The answer must restate every entry below word for word.

• **Material for this exercise**
□ □ □ □ □

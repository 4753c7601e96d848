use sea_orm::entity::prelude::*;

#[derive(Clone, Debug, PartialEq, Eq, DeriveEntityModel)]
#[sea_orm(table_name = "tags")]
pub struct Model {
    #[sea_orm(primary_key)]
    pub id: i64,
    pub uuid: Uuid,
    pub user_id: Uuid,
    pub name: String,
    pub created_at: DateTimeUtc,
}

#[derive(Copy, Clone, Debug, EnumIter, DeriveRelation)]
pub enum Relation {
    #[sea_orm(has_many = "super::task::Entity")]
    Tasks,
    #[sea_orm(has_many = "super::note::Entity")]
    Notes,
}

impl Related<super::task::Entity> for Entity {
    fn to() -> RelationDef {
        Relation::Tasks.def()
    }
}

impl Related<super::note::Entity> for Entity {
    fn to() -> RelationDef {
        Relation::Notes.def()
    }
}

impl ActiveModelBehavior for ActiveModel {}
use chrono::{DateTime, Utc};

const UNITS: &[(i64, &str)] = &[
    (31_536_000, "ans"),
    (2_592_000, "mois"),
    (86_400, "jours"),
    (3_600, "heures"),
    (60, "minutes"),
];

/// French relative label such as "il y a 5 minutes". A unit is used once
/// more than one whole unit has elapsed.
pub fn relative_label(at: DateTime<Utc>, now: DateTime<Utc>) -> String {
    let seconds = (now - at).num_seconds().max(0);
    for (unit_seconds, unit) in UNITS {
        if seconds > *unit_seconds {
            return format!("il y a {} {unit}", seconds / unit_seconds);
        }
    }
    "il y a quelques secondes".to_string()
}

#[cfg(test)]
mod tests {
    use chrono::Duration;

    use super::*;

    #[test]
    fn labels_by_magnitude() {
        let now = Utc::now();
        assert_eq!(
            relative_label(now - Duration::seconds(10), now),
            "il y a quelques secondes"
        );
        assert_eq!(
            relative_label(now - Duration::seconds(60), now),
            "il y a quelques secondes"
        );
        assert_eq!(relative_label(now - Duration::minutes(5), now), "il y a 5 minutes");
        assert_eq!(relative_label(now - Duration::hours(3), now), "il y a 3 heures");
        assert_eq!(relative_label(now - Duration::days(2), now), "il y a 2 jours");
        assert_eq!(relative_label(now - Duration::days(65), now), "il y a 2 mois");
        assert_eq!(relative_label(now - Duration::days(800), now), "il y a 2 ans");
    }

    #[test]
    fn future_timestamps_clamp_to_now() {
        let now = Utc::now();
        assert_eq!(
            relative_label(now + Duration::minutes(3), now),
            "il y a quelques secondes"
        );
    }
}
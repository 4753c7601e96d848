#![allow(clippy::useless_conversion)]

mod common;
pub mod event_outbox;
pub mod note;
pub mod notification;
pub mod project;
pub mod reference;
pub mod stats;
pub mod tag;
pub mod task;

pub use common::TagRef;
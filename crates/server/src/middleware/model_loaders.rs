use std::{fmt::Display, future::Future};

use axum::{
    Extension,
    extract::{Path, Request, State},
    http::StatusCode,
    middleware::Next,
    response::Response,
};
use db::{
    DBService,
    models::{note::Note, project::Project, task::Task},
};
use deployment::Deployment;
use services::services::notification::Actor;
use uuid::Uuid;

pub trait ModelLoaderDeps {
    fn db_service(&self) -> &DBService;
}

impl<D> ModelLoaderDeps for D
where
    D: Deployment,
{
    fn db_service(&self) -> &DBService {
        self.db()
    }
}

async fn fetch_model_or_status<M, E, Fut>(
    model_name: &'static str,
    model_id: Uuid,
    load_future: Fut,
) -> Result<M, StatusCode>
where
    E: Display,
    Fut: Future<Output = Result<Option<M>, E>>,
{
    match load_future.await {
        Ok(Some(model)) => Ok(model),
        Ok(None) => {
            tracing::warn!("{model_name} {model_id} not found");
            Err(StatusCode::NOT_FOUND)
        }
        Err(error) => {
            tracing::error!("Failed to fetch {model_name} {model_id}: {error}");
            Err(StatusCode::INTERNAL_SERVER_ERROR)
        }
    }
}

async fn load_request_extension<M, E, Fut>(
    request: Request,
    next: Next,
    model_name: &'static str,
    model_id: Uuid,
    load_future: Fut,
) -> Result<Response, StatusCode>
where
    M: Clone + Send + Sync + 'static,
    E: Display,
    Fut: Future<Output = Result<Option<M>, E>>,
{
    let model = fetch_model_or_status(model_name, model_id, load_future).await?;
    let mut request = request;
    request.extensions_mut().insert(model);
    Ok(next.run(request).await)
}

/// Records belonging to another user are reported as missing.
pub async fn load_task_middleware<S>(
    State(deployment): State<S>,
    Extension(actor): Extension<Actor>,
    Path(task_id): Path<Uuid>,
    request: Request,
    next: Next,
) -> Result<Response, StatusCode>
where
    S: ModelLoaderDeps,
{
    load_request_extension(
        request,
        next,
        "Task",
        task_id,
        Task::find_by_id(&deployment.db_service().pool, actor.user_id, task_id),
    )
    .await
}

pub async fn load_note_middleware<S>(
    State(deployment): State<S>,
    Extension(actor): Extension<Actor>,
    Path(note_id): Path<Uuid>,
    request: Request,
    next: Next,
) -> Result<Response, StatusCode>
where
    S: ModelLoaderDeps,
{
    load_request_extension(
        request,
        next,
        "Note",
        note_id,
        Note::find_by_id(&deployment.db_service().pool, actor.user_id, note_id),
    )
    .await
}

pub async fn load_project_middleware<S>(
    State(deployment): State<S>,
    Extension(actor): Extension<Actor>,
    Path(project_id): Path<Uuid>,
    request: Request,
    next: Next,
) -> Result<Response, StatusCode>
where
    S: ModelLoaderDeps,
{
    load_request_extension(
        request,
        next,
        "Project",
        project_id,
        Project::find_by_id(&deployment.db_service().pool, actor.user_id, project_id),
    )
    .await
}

□ □ □ □ □

• **Exercise response**
repository 4753c7601e96d848
use sea_orm::entity::prelude::*;

#[derive(Clone, Debug, PartialEq, Eq, DeriveEntityModel)]
#[sea_orm(table_name = "tags")]
pub struct Model {
    #[sea_orm(primary_key)]
    pub id: i64,
    pub uuid: Uuid,
    pub user_id: Uuid,
    pub name: String,
    pub created_at: DateTimeUtc,
}

#[derive(Copy, Clone, Debug, EnumIter, DeriveRelation)]
pub enum Relation {
    #[sea_orm(has_many = "super::task::Entity")]
    Tasks,
    #[sea_orm(has_many = "super::note::Entity")]
    Notes,
}

impl Related<super::task::Entity> for Entity {
    fn to() -> RelationDef {
        Relation::Tasks.def()
    }
}

impl Related<super::note::Entity> for Entity {
    fn to() -> RelationDef {
        Relation::Notes.def()
    }
}

impl ActiveModelBehavior for ActiveModel {}
use chrono::{DateTime, Utc};

const UNITS: &[(i64, &str)] = &[
    (31_536_000, "ans"),
    (2_592_000, "mois"),
    (86_400, "jours"),
    (3_600, "heures"),
    (60, "minutes"),
];

/// French relative label such as "il y a 5 minutes". A unit is used once
/// more than one whole unit has elapsed.
pub fn relative_label(at: DateTime<Utc>, now: DateTime<Utc>) -> String {
    let seconds = (now - at).num_seconds().max(0);
    for (unit_seconds, unit) in UNITS {
        if seconds > *unit_seconds {
            return format!("il y a {} {unit}", seconds / unit_seconds);
        }
    }
    "il y a quelques secondes".to_string()
}

#[cfg(test)]
mod tests {
    use chrono::Duration;

    use super::*;

    #[test]
    fn labels_by_magnitude() {
        let now = Utc::now();
        assert_eq!(
            relative_label(now - Duration::seconds(10), now),
            "il y a quelques secondes"
        );
        assert_eq!(
            relative_label(now - Duration::seconds(60), now),
            "il y a quelques secondes"
        );
        assert_eq!(relative_label(now - Duration::minutes(5), now), "il y a 5 minutes");
        assert_eq!(relative_label(now - Duration::hours(3), now), "il y a 3 heures");
        assert_eq!(relative_label(now - Duration::days(2), now), "il y a 2 jours");
        assert_eq!(relative_label(now - Duration::days(65), now), "il y a 2 mois");
        assert_eq!(relative_label(now - Duration::days(800), now), "il y a 2 ans");
    }

    #[test]
    fn future_timestamps_clamp_to_now() {
        let now = Utc::now();
        assert_eq!(
            relative_label(now + Duration::minutes(3), now),
            "il y a quelques secondes"
        );
    }
}
repository 4753c7601e96d848
#![allow(clippy::useless_conversion)]

mod common;
pub mod event_outbox;
pub mod note;
pub mod notification;
pub mod project;
pub mod reference;
pub mod stats;
pub mod tag;
pub mod task;

pub use common::TagRef;
filename crates/server/src/middleware/model_loaders.rs
use std::{fmt::Display, future::Future};

use axum::{
    Extension,
    extract::{Path, Request, State},
    http::StatusCode,
    middleware::Next,
    response::Response,
};
use db::{
    DBService,
    models::{note::Note, project::Project, task::Task},
};
use deployment::Deployment;
use services::services::notification::Actor;
use uuid::Uuid;

pub trait ModelLoaderDeps {
    fn db_service(&self) -> &DBService;
}

impl<D> ModelLoaderDeps for D
where
    D: Deployment,
{
    fn db_service(&self) -> &DBService {
        self.db()
    }
}

async fn fetch_model_or_status<M, E, Fut>(
    model_name: &'static str,
    model_id: Uuid,
    load_future: Fut,
) -> Result<M, StatusCode>
where
    E: Display,
    Fut: Future<Output = Result<Option<M>, E>>,
{
    match load_future.await {
        Ok(Some(model)) => Ok(model),
        Ok(None) => {
            tracing::warn!("{model_name} {model_id} not found");
            Err(StatusCode::NOT_FOUND)
        }
        Err(error) => {
            tracing::error!("Failed to fetch {model_name} {model_id}: {error}");
            Err(StatusCode::INTERNAL_SERVER_ERROR)
        }
    }
}

async fn load_request_extension<M, E, Fut>(
    request: Request,
    next: Next,
    model_name: &'static str,
    model_id: Uuid,
    load_future: Fut,
) -> Result<Response, StatusCode>
where
    M: Clone + Send + Sync + 'static,
    E: Display,
    Fut: Future<Output = Result<Option<M>, E>>,
{
    let model = fetch_model_or_status(model_name, model_id, load_future).await?;
    let mut request = request;
    request.extensions_mut().insert(model);
    Ok(next.run(request).await)
}

/// Records belonging to another user are reported as missing.
pub async fn load_task_middleware<S>(
    State(deployment): State<S>,
    Extension(actor): Extension<Actor>,
    Path(task_id): Path<Uuid>,
    request: Request,
    next: Next,
) -> Result<Response, StatusCode>
where
    S: ModelLoaderDeps,
{
    load_request_extension(
        request,
        next,
        "Task",
        task_id,
        Task::find_by_id(&deployment.db_service().pool, actor.user_id, task_id),
    )
    .await
}

pub async fn load_note_middleware<S>(
    State(deployment): State<S>,
    Extension(actor): Extension<Actor>,
    Path(note_id): Path<Uuid>,
    request: Request,
    next: Next,
) -> Result<Response, StatusCode>
where
    S: ModelLoaderDeps,
{
    load_request_extension(
        request,
        next,
        "Note",
        note_id,
        Note::find_by_id(&deployment.db_service().pool, actor.user_id, note_id),
    )
    .await
}

pub async fn load_project_middleware<S>(
    State(deployment): State<S>,
    Extension(actor): Extension<Actor>,
    Path(project_id): Path<Uuid>,
    request: Request,
    next: Next,
) -> Result<Response, StatusCode>
where
    S: ModelLoaderDeps,
{
    load_request_extension(
        request,
        next,
        "Project",
        project_id,
        Project::find_by_id(&deployment.db_service().pool, actor.user_id, project_id),
    )
    .await
}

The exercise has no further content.